В основном я нюхал кокаин, но иногда колол в ногу кокаин и героин, это называется «спидболом», от такой смеси погиб Джон Белуши. Я нечасто выбирался из дома, а когда выезжал, то в основном в ночные клубы в Гарлеме, где продолжал накачиваться наркотиками, в общем, жил как придется.
Уборкой в доме я вообще не занимался – не умею, никогда не приходилось. Дома об этом заботилась мать или Дороти, а позже отец держал горничную. Я всегда был опрятным в смысле личной гигиены, но остальное дерьмо так и не научился вычищать, да, откровенно говоря, мне это даже в голову не приходило. Оставшись один после ухода Франсис, Сисели, Бетти, Маргерит и Джеки, я нанимал горничных, но они у меня не задерживались, я ведь вел себя как настоящий псих. Им, наверное, страшно было оставаться со мной в одном доме. Они приходили время от времени, но тут же увольнялись – за мной невозможно было убрать. Дом был в жутком беспорядке, везде валялась одежда, в раковине полно грязной посуды, на полу разбросаны газеты и журналы, повсюду натыканы бутылки из-под пива и всякий другой мусор. Тараканье пиршество. Иногда мне удавалось на короткое время заполучить горничную либо одна из моих подружек вызывалась подубраться, но в основном дом был грязный, темный и мрачный, как темница. Мне-то было наплевать, я об этом даже не задумывался, кроме тех редких часов, когда был трезвым.

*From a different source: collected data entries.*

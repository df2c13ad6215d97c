//! gRPC status codes.

use crate::metadata::Metadata;
use bytes::Bytes;
use http2::ErrorCode;
use std::fmt;

/// gRPC status codes (different from HTTP status codes).
#[derive(Debug, Clone, Copy, PartialEq, Eq, Hash)]
#[repr(u8)]
pub enum Code {
    /// The operation completed successfully.
    Ok = 0,
    /// The operation was cancelled.
    Cancelled = 1,
    /// Unknown error.
    Unknown = 2,
    /// Invalid argument was provided.
    InvalidArgument = 3,
    /// Deadline expired before operation could complete.
    DeadlineExceeded = 4,
    /// Requested entity was not found.
    NotFound = 5,
    /// Entity already exists.
    AlreadyExists = 6,
    /// Permission denied.
    PermissionDenied = 7,
    /// Resource has been exhausted.
    ResourceExhausted = 8,
    /// Operation was rejected because the system is not in a state required for execution.
    FailedPrecondition = 9,
    /// Operation was aborted.
    Aborted = 10,
    /// Operation was attempted past the valid range.
    OutOfRange = 11,
    /// Operation is not implemented or supported.
    Unimplemented = 12,
    /// Internal error.
    Internal = 13,
    /// Service is currently unavailable.
    Unavailable = 14,
    /// Unrecoverable data loss or corruption.
    DataLoss = 15,
    /// Request does not have valid authentication credentials.
    Unauthenticated = 16,
}

impl Code {
    /// Create a Code from its numeric value. Out-of-range values are Unknown.
    pub fn from_u32(value: u32) -> Self {
        match value {
            0 => Code::Ok,
            1 => Code::Cancelled,
            2 => Code::Unknown,
            3 => Code::InvalidArgument,
            4 => Code::DeadlineExceeded,
            5 => Code::NotFound,
            6 => Code::AlreadyExists,
            7 => Code::PermissionDenied,
            8 => Code::ResourceExhausted,
            9 => Code::FailedPrecondition,
            10 => Code::Aborted,
            11 => Code::OutOfRange,
            12 => Code::Unimplemented,
            13 => Code::Internal,
            14 => Code::Unavailable,
            15 => Code::DataLoss,
            16 => Code::Unauthenticated,
            _ => Code::Unknown,
        }
    }

    pub fn as_u32(self) -> u32 {
        self as u32
    }

    pub fn is_ok(self) -> bool {
        self == Code::Ok
    }

    /// Status for an HTTP response that did not carry `grpc-status`.
    ///
    /// Follows the gRPC HTTP-to-status mapping.
    pub fn from_http_status(status: u16) -> Self {
        match status {
            400 => Code::Internal,
            401 => Code::Unauthenticated,
            403 => Code::PermissionDenied,
            404 => Code::Unimplemented,
            429 | 502..=504 => Code::Unavailable,
            _ => Code::Unknown,
        }
    }
}

impl fmt::Display for Code {
    fn fmt(&self, f: &mut fmt::Formatter<'_>) -> fmt::Result {
        let name = match self {
            Code::Ok => "OK",
            Code::Cancelled => "CANCELLED",
            Code::Unknown => "UNKNOWN",
            Code::InvalidArgument => "INVALID_ARGUMENT",
            Code::DeadlineExceeded => "DEADLINE_EXCEEDED",
            Code::NotFound => "NOT_FOUND",
            Code::AlreadyExists => "ALREADY_EXISTS",
            Code::PermissionDenied => "PERMISSION_DENIED",
            Code::ResourceExhausted => "RESOURCE_EXHAUSTED",
            Code::FailedPrecondition => "FAILED_PRECONDITION",
            Code::Aborted => "ABORTED",
            Code::OutOfRange => "OUT_OF_RANGE",
            Code::Unimplemented => "UNIMPLEMENTED",
            Code::Internal => "INTERNAL",
            Code::Unavailable => "UNAVAILABLE",
            Code::DataLoss => "DATA_LOSS",
            Code::Unauthenticated => "UNAUTHENTICATED",
        };
        write!(f, "{}", name)
    }
}

/// Outcome of an RPC: a code, a message, and optional binary details.
///
/// On the wire this travels as the `grpc-status`, `grpc-message` and
/// `grpc-status-details-bin` trailers.
#[derive(Debug, Clone, PartialEq, Eq)]
pub struct Status {
    code: Code,
    message: String,
    details: Option<Bytes>,
}

impl Status {
    pub fn new(code: Code, message: impl Into<String>) -> Self {
        Self {
            code,
            message: message.into(),
            details: None,
        }
    }

    pub fn ok() -> Self {
        Self::from_code(Code::Ok)
    }

    pub fn from_code(code: Code) -> Self {
        Self {
            code,
            message: String::new(),
            details: None,
        }
    }

    /// Attach an opaque details blob (usually a serialized `google.rpc.Status`).
    pub fn with_details(mut self, details: impl Into<Bytes>) -> Self {
        self.details = Some(details.into());
        self
    }

    pub fn code(&self) -> Code {
        self.code
    }

    /// The status message; empty if none was given.
    pub fn message(&self) -> &str {
        &self.message
    }

    pub fn details(&self) -> Option<&Bytes> {
        self.details.as_ref()
    }

    pub fn is_ok(&self) -> bool {
        self.code.is_ok()
    }

    pub fn cancelled(message: impl Into<String>) -> Self {
        Self::new(Code::Cancelled, message)
    }

    pub fn unknown(message: impl Into<String>) -> Self {
        Self::new(Code::Unknown, message)
    }

    pub fn invalid_argument(message: impl Into<String>) -> Self {
        Self::new(Code::InvalidArgument, message)
    }

    pub fn deadline_exceeded(message: impl Into<String>) -> Self {
        Self::new(Code::DeadlineExceeded, message)
    }

    pub fn not_found(message: impl Into<String>) -> Self {
        Self::new(Code::NotFound, message)
    }

    pub fn resource_exhausted(message: impl Into<String>) -> Self {
        Self::new(Code::ResourceExhausted, message)
    }

    pub fn unimplemented(message: impl Into<String>) -> Self {
        Self::new(Code::Unimplemented, message)
    }

    pub fn internal(message: impl Into<String>) -> Self {
        Self::new(Code::Internal, message)
    }

    pub fn unavailable(message: impl Into<String>) -> Self {
        Self::new(Code::Unavailable, message)
    }

    pub fn unauthenticated(message: impl Into<String>) -> Self {
        Self::new(Code::Unauthenticated, message)
    }

    /// Status for a stream the peer reset with `code`.
    pub fn from_reset(code: ErrorCode) -> Self {
        match code {
            ErrorCode::Cancel => Status::cancelled("stream cancelled by peer"),
            ErrorCode::RefusedStream => Status::unavailable("stream refused by peer"),
            other => Status::internal(format!("stream reset by peer: {}", other)),
        }
    }

    /// Write this status into `trailers`, replacing any earlier status.
    pub fn write_trailers(&self, trailers: &mut Metadata) {
        trailers.set("grpc-status", self.code.as_u32().to_string());
        if self.message.is_empty() {
            trailers.remove("grpc-message");
        } else {
            trailers.set("grpc-message", percent_encode(&self.message));
        }
        match &self.details {
            Some(details) => trailers.set("grpc-status-details-bin", details.clone()),
            None => {
                trailers.remove("grpc-status-details-bin");
            }
        }
    }

    /// Read a status out of received trailers.
    ///
    /// Returns `None` if `grpc-status` is missing. An unparseable code reads
    /// as UNKNOWN.
    pub fn from_trailers(trailers: &Metadata) -> Option<Status> {
        let raw = trailers.get("grpc-status")?;
        let code = raw
            .trim()
            .parse::<u32>()
            .map(Code::from_u32)
            .unwrap_or(Code::Unknown);
        let message = trailers
            .get("grpc-message")
            .map(|m| percent_decode(&m))
            .unwrap_or_default();
        Some(Status {
            code,
            message,
            details: trailers.get_bin("grpc-status-details-bin"),
        })
    }
}

impl fmt::Display for Status {
    fn fmt(&self, f: &mut fmt::Formatter<'_>) -> fmt::Result {
        write!(f, "{}", self.code)?;
        if !self.message.is_empty() {
            write!(f, ": {}", self.message)?;
        }
        Ok(())
    }
}

impl std::error::Error for Status {}

/// Percent-encode a `grpc-message` value.
///
/// Bytes outside printable ASCII, and `%` itself, become `%XX`.
pub fn percent_encode(message: &str) -> String {
    let mut out = String::with_capacity(message.len());
    for &b in message.as_bytes() {
        if (0x20..=0x7e).contains(&b) && b != b'%' {
            out.push(b as char);
        } else {
            out.push_str(&format!("%{:02X}", b));
        }
    }
    out
}

/// Decode a percent-encoded `grpc-message`. Malformed escapes are kept as-is.
pub fn percent_decode(message: &str) -> String {
    let bytes = message.as_bytes();
    let mut out = Vec::with_capacity(bytes.len());
    let mut i = 0;
    while i < bytes.len() {
        if bytes[i] == b'%'
            && i + 2 < bytes.len()
            && let (Some(hi), Some(lo)) = (hex(bytes[i + 1]), hex(bytes[i + 2]))
        {
            out.push(hi << 4 | lo);
            i += 3;
            continue;
        }
        out.push(bytes[i]);
        i += 1;
    }
    String::from_utf8_lossy(&out).into_owned()
}

fn hex(b: u8) -> Option<u8> {
    (b as char).to_digit(16).map(|d| d as u8)
}

#[cfg(test)]
mod tests {
    use super::*;

    #[test]
    fn test_code_roundtrip() {
        for i in 0..=16 {
            let code = Code::from_u32(i);
            assert_eq!(code.as_u32(), i);
        }
    }

    #[test]
    fn test_code_from_u32_unknown() {
        assert_eq!(Code::from_u32(17), Code::Unknown);
        assert_eq!(Code::from_u32(u32::MAX), Code::Unknown);
    }

    #[test]
    fn test_code_display() {
        assert_eq!(format!("{}", Code::Ok), "OK");
        assert_eq!(format!("{}", Code::DeadlineExceeded), "DEADLINE_EXCEEDED");
        assert_eq!(format!("{}", Code::Unimplemented), "UNIMPLEMENTED");
    }

    #[test]
    fn test_code_from_http_status() {
        assert_eq!(Code::from_http_status(404), Code::Unimplemented);
        assert_eq!(Code::from_http_status(503), Code::Unavailable);
        assert_eq!(Code::from_http_status(418), Code::Unknown);
    }

    #[test]
    fn test_status_ok() {
        let status = Status::ok();
        assert!(status.is_ok());
        assert_eq!(status.message(), "");
        assert!(status.details().is_none());
    }

    #[test]
    fn test_status_display() {
        assert_eq!(format!("{}", Status::from_code(Code::Ok)), "OK");
        assert_eq!(
            format!("{}", Status::not_found("entity not found")),
            "NOT_FOUND: entity not found"
        );
    }

    #[test]
    fn test_status_from_reset() {
        assert_eq!(Status::from_reset(ErrorCode::Cancel).code(), Code::Cancelled);
        assert_eq!(
            Status::from_reset(ErrorCode::RefusedStream).code(),
            Code::Unavailable
        );
        assert_eq!(
            Status::from_reset(ErrorCode::ProtocolError).code(),
            Code::Internal
        );
    }

    #[test]
    fn test_percent_encoding() {
        assert_eq!(percent_encode("plain text"), "plain text");
        assert_eq!(percent_encode("50% off"), "50%25 off");
        assert_eq!(percent_encode("line\nbreak"), "line%0Abreak");
        assert_eq!(percent_encode("café"), "caf%C3%A9");

        assert_eq!(percent_decode("caf%C3%A9"), "café");
        assert_eq!(percent_decode("50%25 off"), "50% off");
        // malformed escapes pass through
        assert_eq!(percent_decode("100%"), "100%");
        assert_eq!(percent_decode("%zz"), "%zz");
    }

    #[test]
    fn test_trailers_round_trip() {
        let status = Status::new(Code::InvalidArgument, "bad\tinput: 100%")
            .with_details(Bytes::from_static(b"\x00\x01\xff"));
        let mut trailers = Metadata::new();
        status.write_trailers(&mut trailers);

        assert_eq!(trailers.get("grpc-status").as_deref(), Some("3"));
        assert_eq!(
            trailers.get("grpc-message").as_deref(),
            Some("bad%09input: 100%25")
        );
        assert_eq!(Status::from_trailers(&trailers), Some(status));
    }

    #[test]
    fn test_write_trailers_replaces_previous() {
        let mut trailers = Metadata::new();
        Status::internal("first").write_trailers(&mut trailers);
        Status::ok().write_trailers(&mut trailers);

        assert_eq!(trailers.get("grpc-status").as_deref(), Some("0"));
        assert!(trailers.get("grpc-message").is_none());
    }

    #[test]
    fn test_from_trailers() {
        assert_eq!(Status::from_trailers(&Metadata::new()), None);

        let mut trailers = Metadata::new();
        trailers.set("grpc-status", "garbage");
        assert_eq!(
            Status::from_trailers(&trailers).map(|s| s.code()),
            Some(Code::Unknown)
        );
    }

    #[test]
    fn test_status_is_error() {
        fn assert_error<E: std::error::Error>() {}
        assert_error::<Status>();
    }
}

Я превратился в отшельника, почти не выходил. С внешним миром меня связывал в основном телевизор – он был постоянно включен – и газеты и журналы, которые я перелистывал. Иногда я получал информацию от немногих старых друзей, которые заглядывали посмотреть, все ли со мной в порядке, – Макса Роуча, Джека Де Джонетта, Джеки Бэттл, Эла Фостера, Гила Эванса (Гил и Эл заходили чаще других), Диззи Гиллеспи, Херби Хэнкока, Рона Картера, Тони Уильямса, Филли Джо Джонса, Ричарда Прайора и Сисели Тайсон. Они мне рассказывали все последние новости, но иногда я даже их не пускал к себе.